The first key issue is whether the prosecution proved the case of defilement contrary to section 8(1) as read with section 8(3) of the Sexual Offences or that of attempted defilement contrary to section 9(1) of the Act beyond reasonable doubt as the trial magistrate resolved in the judgement.

As regards this offence the following ingredients must be proved in order for this court to affirm the Judgement of the lower court.

(a) the act of intentional and unlawfully attempted penetration

(b) the attempted penetration should be against a minor female human being

(c) that the appellant was positively identified as the perpetrator of the sexual assault.

On consideration of the above elements as an appellant court it behooves of me to re-evaluate the evidence of the trial court with a view to come up with my own conclusions as whether the prosecution discharged the burden of proof against the appellant.

(a) The first ingredient is that of attempted penetration.

Section 2 of the Sexual Offences Act defines penetration as: "The partial or complete insertion of the genital organs of a person into the genital organs of another person".

The offence of defilement is created by section (8) (1) of the Sexual Offences Act which provides as follows: “a person who commits an act which causes penetration with a child is guilty of an offence termed as defilement.”Section 2 of the Children's Act No. 8 of 2001 defines child for purposes of the Sexual Offences Act “as any human being under the age of eighteen years.
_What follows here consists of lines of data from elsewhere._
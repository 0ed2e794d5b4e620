// Copyright 2025 The efx authors
//
// Licensed under the Apache License, Version 2.0, <LICENSE-APACHE or
// http://apache.org/licenses/LICENSE-2.0> or the MIT license <LICENSE-MIT or
// http://opensource.org/licenses/MIT>, at your option. This file may not be
// copied, modified, or distributed except according to those terms.

use crate::cause::Failure;
use crate::effect::{Callback, Effect};
use std::time::Duration;

/// Suspends the current fiber until `duration` has elapsed on the platform
/// clock.
///
/// Two sleeps started at the same instant resume in deadline order as
/// observed by the platform's monotonic clock, ties in registration order.
/// An interrupted sleeper resumes immediately with its interrupt cause; its
/// timer entry later fires into a stale suspension epoch and is discarded.
pub fn sleep<E: Failure>(duration: Duration) -> Effect<(), E> {
    Effect::descriptor_with(move |descriptor| {
        Effect::async_(move |callback: Callback<(), E>| {
            descriptor.platform.timer().schedule(
                duration,
                Box::new(move || {
                    callback.succeed(());
                }),
            );
            None
        })
    })
}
The same Act goes further to define a child of tender years as one under the age of ten years.” It follows therefore under the provisions of section 8 (1) (2) (3) and (4) of the Sexual Offences Act proof of age is an essential ingredient more so when it comes to sentencing the accused upon conviction.

As stated elsewhere, the prosecution in this appeal had the task to prove the elements of the offence within the scope of section 9(1) Sexual Offences of the Act on Attempted defilement. The definition of what constitutes penetration as defined under section 2 of the Sexual Offences Act “means the partial or complete insertion of the genital organs of a person into the genital organs of another person.” The knock of the penis at the door of the female genitalia of the PW1 is clearly inferred from her testimony.

In proving attempted penetration, the prosecution adduced the following evidence. PW1 minor identified as E.W a daughter to PW2 B. M. M.told the court that on 16/7/2013 at about 2. 00pm he was travelling from her home to [particulars withheld] Academy, PW1 narrated how she was approached by the appellant to stop and take a message to her father PW2. she reported that since the appellant was someone known to the family she agreed to accompany him to the house. it was while in the house PW1 testified that she was undressed by the appellant. it also followed with the appellant removing his trouser and inner wear and placed her on the mattress.

According to PW1 the appellant took his penis and placed it on her vagina. In a short while she experienced pain as the appellant released her. On cross-examination PW1 confirmed that she identified the appellant because the offence took place at on or about 3. 00pm. the next person PW1 informed of the sexual assault was her father PW2 in the evidence by PW2 he made arrangements to report to the police station at Mashuru. He was issued with a P3 which was filled at Mashuru Health Centre by one Leah Kiseru who testified as PW3. On examination of PW1 by PW3 the following positive findings were noted; bruises on the inner thighs going all the way near the labia majora. PW3 ruled out any physical penetration of the vagina. The testimony of PW1 as corroborated with the medical evidence enabled the prosecution to meet the burden of proof on attempted penetration. The trial court therefore had the advantage of the expert witness PW3 and an Independent evidence of PW2 who knew the complainant before the crime was committed.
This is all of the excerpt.